* _Data excerpts_
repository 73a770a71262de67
pub mod json;
pub mod text;
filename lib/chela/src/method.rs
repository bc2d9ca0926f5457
//! HTTP method types.

use derive_more::Display;

/// HTTP request method.
#[derive(Debug, Clone, Copy, PartialEq, Eq, Hash, Display)]
pub enum Method {
    /// GET method - retrieve a resource.
    #[display("GET")]
    Get,
    /// POST method - create a resource.
    #[display("POST")]
    Post,
    /// PUT method - replace a resource.
    #[display("PUT")]
    Put,
    /// DELETE method - remove a resource.
    #[display("DELETE")]
    Delete,
    /// PATCH method - partially update a resource.
    #[display("PATCH")]
    Patch,
    /// HEAD method - retrieve headers only.
    #[display("HEAD")]
    Head,
    /// OPTIONS method - retrieve allowed methods.
    #[display("OPTIONS")]
    Options,
}

impl From<Method> for http::Method {
    fn from(method: Method) -> Self {
        match method {
            Method::Get => Self::GET,
            Method::Post => Self::POST,
            Method::Put => Self::PUT,
            Method::Delete => Self::DELETE,
            Method::Patch => Self::PATCH,
            Method::Head => Self::HEAD,
            Method::Options => Self::OPTIONS,
        }
    }
}

#[cfg(test)]
mod tests {
    use super::*;

    #[test]
    fn method_display() {
        assert_eq!(Method::Get.to_string(), "GET");
        assert_eq!(Method::Post.to_string(), "POST");
        assert_eq!(Method::Put.to_string(), "PUT");
        assert_eq!(Method::Delete.to_string(), "DELETE");
        assert_eq!(Method::Patch.to_string(), "PATCH");
        assert_eq!(Method::Head.to_string(), "HEAD");
        assert_eq!(Method::Options.to_string(), "OPTIONS");
    }

    #[test]
    fn method_into_http() {
        assert_eq!(http::Method::from(Method::Get), http::Method::GET);
        assert_eq!(http::Method::from(Method::Post), http::Method::POST);
        assert_eq!(http::Method::from(Method::Delete), http::Method::DELETE);
    }
}
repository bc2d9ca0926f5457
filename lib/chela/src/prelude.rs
//! Prelude module for convenient imports.
//!
//! Re-exports the most commonly used types and functions for easy glob
//! importing:
//!
//! ```ignore
//! use chela::prelude::*;
//! ```

pub use crate::{
    ContentType, Cookie, Error, HttpClient, Method, Request, Requester, ReqwestClient, Response,
    Result, delete, from_json, get, post, put, to_json,
};
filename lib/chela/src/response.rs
//! HTTP response handling.
//!
//! [`Response`] is the buffered response a transport collaborator returns:
//! status, headers, and a fully-read body. Handlers read it in place, so
//! several extraction steps may observe the same body.

use bytes::Bytes;
use http::HeaderMap;
use tracing::debug;

use crate::{Cookie, Result};

/// HTTP response with status, headers, and buffered body.
#[derive(Debug, Clone)]
pub struct Response {
    status: u16,
    headers: HeaderMap,
    body: Bytes,
}

impl Response {
    /// Creates a new response.
    #[must_use]
    pub fn new(status: u16, headers: HeaderMap, body: Bytes) -> Self {
        Self {
            status,
            headers,
            body,
        }
    }

    /// HTTP status code.
    #[must_use]
    pub const fn status(&self) -> u16 {
        self.status
    }

    /// Response headers.
    #[must_use]
    pub const fn headers(&self) -> &HeaderMap {
        &self.headers
    }

    /// First value of a header, by name.
    #[must_use]
    pub fn header(&self, name: &str) -> Option<&str> {
        self.headers.get(name).and_then(|value| value.to_str().ok())
    }

    /// Response body.
    #[must_use]
    pub const fn body(&self) -> &Bytes {
        &self.body
    }

    /// Consume into body.
    #[must_use]
    pub fn into_body(self) -> Bytes {
        self.body
    }

    /// Status is 2xx.
    #[must_use]
    pub const fn is_success(&self) -> bool {
        self.status >= 200 && self.status < 300
    }

    /// Status is 3xx.
    #[must_use]
    pub const fn is_redirection(&self) -> bool {
        self.status >= 300 && self.status < 400
    }

    /// Status is 4xx.
    #[must_use]
    pub const fn is_client_error(&self) -> bool {
        self.status >= 400 && self.status < 500
    }

    /// Status is 5xx.
    #[must_use]
    pub const fn is_server_error(&self) -> bool {
        self.status >= 500 && self.status < 600
    }

    /// Cookies parsed from the `Set-Cookie` headers.
    ///
    /// Unparsable headers are skipped.
    #[must_use]
    pub fn cookies(&self) -> Vec<Cookie> {
        self.headers
            .get_all(http::header::SET_COOKIE)
            .iter()
            .filter_map(|value| {
                let raw = value.to_str().ok()?;
                let cookie = Cookie::parse(raw);
                if cookie.is_none() {
                    debug!(header = raw, "skipping unparsable cookie");
                }
                cookie
            })
            .collect()
    }

    /// Deserialize the response body as JSON.
    ///
    /// # Errors
    ///
    /// Returns an error if deserialization fails.
    pub fn json<T: serde::de::DeserializeOwned>(&self) -> Result<T> {
        crate::from_json(&self.body)
    }

    /// Get the response body as text.
    ///
    /// # Errors
    ///
    /// Returns an error if the body is not valid UTF-8.
    pub fn text(&self) -> Result<String> {
        String::from_utf8(self.body.to_vec()).map_err(Into::into)
    }
}

#[cfg(test)]
mod tests {
    use http::HeaderValue;

    use super::*;

    #[test]
    fn response_basic() {
        let mut headers = HeaderMap::new();
        headers.insert(
            "content-type",
            HeaderValue::from_static("application/json"),
        );

        let response = Response::new(200, headers, Bytes::from(r#"{"id":1}"#));

        assert_eq!(response.status(), 200);
        assert_eq!(response.header("Content-Type"), Some("application/json"));
        assert!(response.is_success());
        assert!(!response.is_client_error());
        assert!(!response.is_server_error());
    }

    #[test]
    fn response_status_checks() {
        let response = Response::new(301, HeaderMap::new(), Bytes::new());
        assert!(response.is_redirection());

        let response = Response::new(404, HeaderMap::new(), Bytes::new());
        assert!(response.is_client_error());

        let response = Response::new(500, HeaderMap::new(), Bytes::new());
        assert!(response.is_server_error());
    }

    #[test]
    fn response_json() {
        #[derive(Debug, PartialEq, serde::Deserialize)]
        struct User {
            id: u64,
            name: String,
        }

        let body = Bytes::from(r#"{"id":1,"name":"test"}"#);
        let response = Response::new(200, HeaderMap::new(), body);

        let user: User = response.json().expect("deserialize");
        assert_eq!(
            user,
            User {
                id: 1,
                name: "test".to_string()
            }
        );
    }

    #[test]
    fn response_text() {
        let body = Bytes::from("Hello, World!");
        let response = Response::new(200, HeaderMap::new(), body);

        let text = response.text().expect("text");
        assert_eq!(text, "Hello, World!");
    }

    #[test]
    fn response_text_invalid_utf8() {
        let body = Bytes::from_static(&[0xff, 0xfe]);
        let response = Response::new(200, HeaderMap::new(), body);

        let err = response.text().expect_err("should fail");
        assert_eq!(err.op(), "to_string");
    }

    #[test]
    fn response_cookies() {
        let mut headers = HeaderMap::new();
        headers.append(
            http::header::SET_COOKIE,
            HeaderValue::from_static("session=abc; Path=/; HttpOnly"),
        );
        headers.append(
            http::header::SET_COOKIE,
            HeaderValue::from_static("theme=dark"),
        );

        let response = Response::new(200, headers, Bytes::new());
        let cookies = response.cookies();

        assert_eq!(cookies.len(), 2);
        assert_eq!(cookies.first().map(|c| c.name.as_str()), Some("session"));
        assert_eq!(cookies.get(1).map(|c| c.value.as_str()), Some("dark"));
    }

    #[test]
    fn response_cookies_skips_unparsable() {
        let mut headers = HeaderMap::new();
        headers.append(
            http::header::SET_COOKIE,
            HeaderValue::from_static("not-a-cookie"),
        );
        headers.append(
            http::header::SET_COOKIE,
            HeaderValue::from_static("ok=1"),
        );

        let response = Response::new(200, headers, Bytes::new());
        let cookies = response.cookies();

        assert_eq!(cookies.len(), 1);
        assert_eq!(cookies.first().map(|c| c.name.as_str()), Some("ok"));
    }

    #[test]
    fn response_cookies_empty() {
        let response = Response::new(204, HeaderMap::new(), Bytes::new());
        assert!(response.cookies().is_empty());
    }
}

* _What you will do_
Please return all lines in the material above that include the word "PartialEq".

* _Task solution_
#[derive(Debug, Clone, Copy, PartialEq, Eq, Hash, Display)]
        #[derive(Debug, PartialEq, serde::Deserialize)]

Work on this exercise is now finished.